Laxman Pai, Opalesque Asia: The venture capital and private equity investment into fintech companies in China amounted to $2.5bn across 32 deals in the first half of 2019, down from the $16.3bn across 77 deals seen in the first half of 2018.
According to the Pulse of Fintech H1 2019, published by KPMG, the lack of megadeals in the country was the main driver of the decline, which affected total investment into fintech across Asia Pacific - dropping from $18.3bn across 256 deals in the first half of 2018 to $3.6bn across 102 deals in the first half of this year.
As per the report, the fall in China and Asia reflected the wider trend globally, with $37.9bn invested into global fintech across 962 deals, falling from $62.9bn seen in the first half of 2018 across 1421 deals. This was also attributed to a pullback in mega deals.

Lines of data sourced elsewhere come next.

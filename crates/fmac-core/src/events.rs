//! Driver events and the observer seam.
//!
//! The driver reports everything noteworthy through [`WifiObserver`]:
//! lifecycle progress during boot, link state changes, scan output, received
//! frames and fatal firmware faults. Embedders plug in their own observer to
//! feed an event loop or UI; [`TracingObserver`] is the batteries-included
//! choice and [`NullObserver`] the silent one.

use crate::boot::BootStage;

/// Everything the driver can tell an embedder about.
#[derive(Debug, Clone, PartialEq)]
pub enum WifiEvent {
    /// The boot engine moved to a new stage.
    BootStageChanged { from: BootStage, to: BootStage },
    /// Firmware streaming progress, in payload bytes.
    DownloadProgress { bytes_sent: usize, total: usize },
    /// The firmware came up and announced itself.
    Startup {
        mac_sta: [u8; 6],
        mac_softap: [u8; 6],
        firmware_label: String,
    },
    /// The station interface associated.
    Connected { mac: [u8; 6] },
    /// A connection attempt ended with a non-success status.
    ConnectionFailed { status: u32 },
    /// The station interface lost or left its association.
    Disconnected { reason: u16 },
    ApStarted,
    ApStartFailed { status: u32 },
    ApStopped,
    ClientConnected { mac: [u8; 6] },
    ClientRejected { mac: [u8; 6], reason: u16 },
    ClientDisconnected { mac: [u8; 6], reason: u16 },
    /// The device joined (or started) an ad-hoc network.
    IbssJoined { mac: [u8; 6] },
    IbssLeft,
    /// One network found during an active scan.
    ScanResult {
        ssid: String,
        mac: [u8; 6],
        channel: u16,
        rssi_dbm: i16,
    },
    ScanComplete { status: u32 },
    /// A data frame arrived for `interface`; the payload starts at the
    /// Ethernet II header.
    FrameReceived { interface: u8, payload: Vec<u8> },
    /// Debug or vendor payload from the chip.
    Generic { length: usize },
    /// Firmware exception dump. The chip is dead until rebooted.
    Exception { data_length: usize },
    /// Firmware-reported fatal error. The chip is dead until rebooted.
    FirmwareError { kind: u32 },
    /// The encrypted session was renegotiated after a counter watermark.
    SessionKeyRenegotiated,
}

/// Receives driver events. Implementations must tolerate calls from both the
/// command path and the receive pump.
pub trait WifiObserver: Send + Sync {
    fn on_event(&self, event: &WifiEvent);
}

/// Observer that drops every event.
#[derive(Debug, Default, Clone, Copy)]
pub struct NullObserver;

impl WifiObserver for NullObserver {
    fn on_event(&self, _event: &WifiEvent) {}
}

/// Observer that forwards events to `tracing` at sensible levels.
#[derive(Debug, Default, Clone, Copy)]
pub struct TracingObserver;

impl WifiObserver for TracingObserver {
    fn on_event(&self, event: &WifiEvent) {
        match event {
            WifiEvent::BootStageChanged { from, to } => {
                tracing::info!(from = %from, to = %to, "Boot stage");
            }
            WifiEvent::DownloadProgress { bytes_sent, total } => {
                tracing::debug!(bytes_sent, total, "Firmware download progress");
            }
            WifiEvent::Startup {
                mac_sta,
                firmware_label,
                ..
            } => {
                tracing::info!(
                    mac = %format_mac(mac_sta),
                    firmware = %firmware_label,
                    "Chip started"
                );
            }
            WifiEvent::Connected { mac } => {
                tracing::info!(ap = %format_mac(mac), "Connected");
            }
            WifiEvent::ConnectionFailed { status } => {
                tracing::warn!(status, "Connection failed");
            }
            WifiEvent::Disconnected { reason } => {
                tracing::info!(reason, "Disconnected");
            }
            WifiEvent::ApStarted => tracing::info!("SoftAP started"),
            WifiEvent::ApStartFailed { status } => {
                tracing::warn!(status, "SoftAP start failed");
            }
            WifiEvent::ApStopped => tracing::info!("SoftAP stopped"),
            WifiEvent::ClientConnected { mac } => {
                tracing::info!(client = %format_mac(mac), "Client connected");
            }
            WifiEvent::ClientRejected { mac, reason } => {
                tracing::warn!(client = %format_mac(mac), reason, "Client rejected");
            }
            WifiEvent::ClientDisconnected { mac, reason } => {
                tracing::info!(client = %format_mac(mac), reason, "Client disconnected");
            }
            WifiEvent::IbssJoined { mac } => {
                tracing::info!(bssid = %format_mac(mac), "IBSS joined");
            }
            WifiEvent::IbssLeft => tracing::info!("IBSS left"),
            WifiEvent::ScanResult {
                ssid,
                mac,
                channel,
                rssi_dbm,
            } => {
                tracing::info!(
                    ssid = %ssid,
                    bssid = %format_mac(mac),
                    channel,
                    rssi_dbm,
                    "Scan result"
                );
            }
            WifiEvent::ScanComplete { status } => {
                tracing::info!(status, "Scan complete");
            }
            WifiEvent::FrameReceived { interface, payload } => {
                tracing::trace!(interface, length = payload.len(), "Frame received");
            }
            WifiEvent::Generic { length } => {
                tracing::debug!(length, "Generic indication");
            }
            WifiEvent::Exception { data_length } => {
                tracing::error!(data_length, "Firmware exception");
            }
            WifiEvent::FirmwareError { kind } => {
                tracing::error!(kind, "Firmware error");
            }
            WifiEvent::SessionKeyRenegotiated => {
                tracing::info!("Session key renegotiated");
            }
        }
    }
}

/// Formats a MAC address as the usual colon-separated hex.
pub fn format_mac(mac: &[u8; 6]) -> String {
    format!(
        "{:02x}:{:02x}:{:02x}:{:02x}:{:02x}:{:02x}",
        mac[0], mac[1], mac[2], mac[3], mac[4], mac[5]
    )
}

/// Test observer that records every event it sees.
#[cfg(test)]
#[derive(Debug, Default)]
pub struct RecordingObserver {
    events: std::sync::Mutex<Vec<WifiEvent>>,
}

#[cfg(test)]
impl RecordingObserver {
    pub fn new() -> Self {
        Self::default()
    }

    pub fn events(&self) -> Vec<WifiEvent> {
        self.events.lock().unwrap().clone()
    }
}

#[cfg(test)]
impl WifiObserver for RecordingObserver {
    fn on_event(&self, event: &WifiEvent) {
        self.events.lock().unwrap().push(event.clone());
    }
}

#[cfg(test)]
mod tests {
    use super::*;

    #[test]
    fn format_mac_is_colon_separated_hex() {
        let mac = [0x00, 0x0A, 0x1B, 0xC2, 0xD3, 0xFF];
        assert_eq!(format_mac(&mac), "00:0a:1b:c2:d3:ff");
    }

    #[test]
    fn null_observer_accepts_events() {
        let observer = NullObserver;
        observer.on_event(&WifiEvent::ApStarted);
        observer.on_event(&WifiEvent::Disconnected { reason: 3 });
    }
}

Despite this, China still had a strong presence in the ranking of top 10 Asia Pacific fintech deals, taking four spots. NCF Wealth Holdings Limited's $2bn merger with Hunter Maritime Acquisition Corp topped the deals in the region, followed by the $100m Series F financing for information services provider Shanghai Dianrong Financial Information Services, the $94.8m Series A financing for consumer finance firm Wiseco Technology, and crowd funding platform Shuidichou's $74m Series B financing.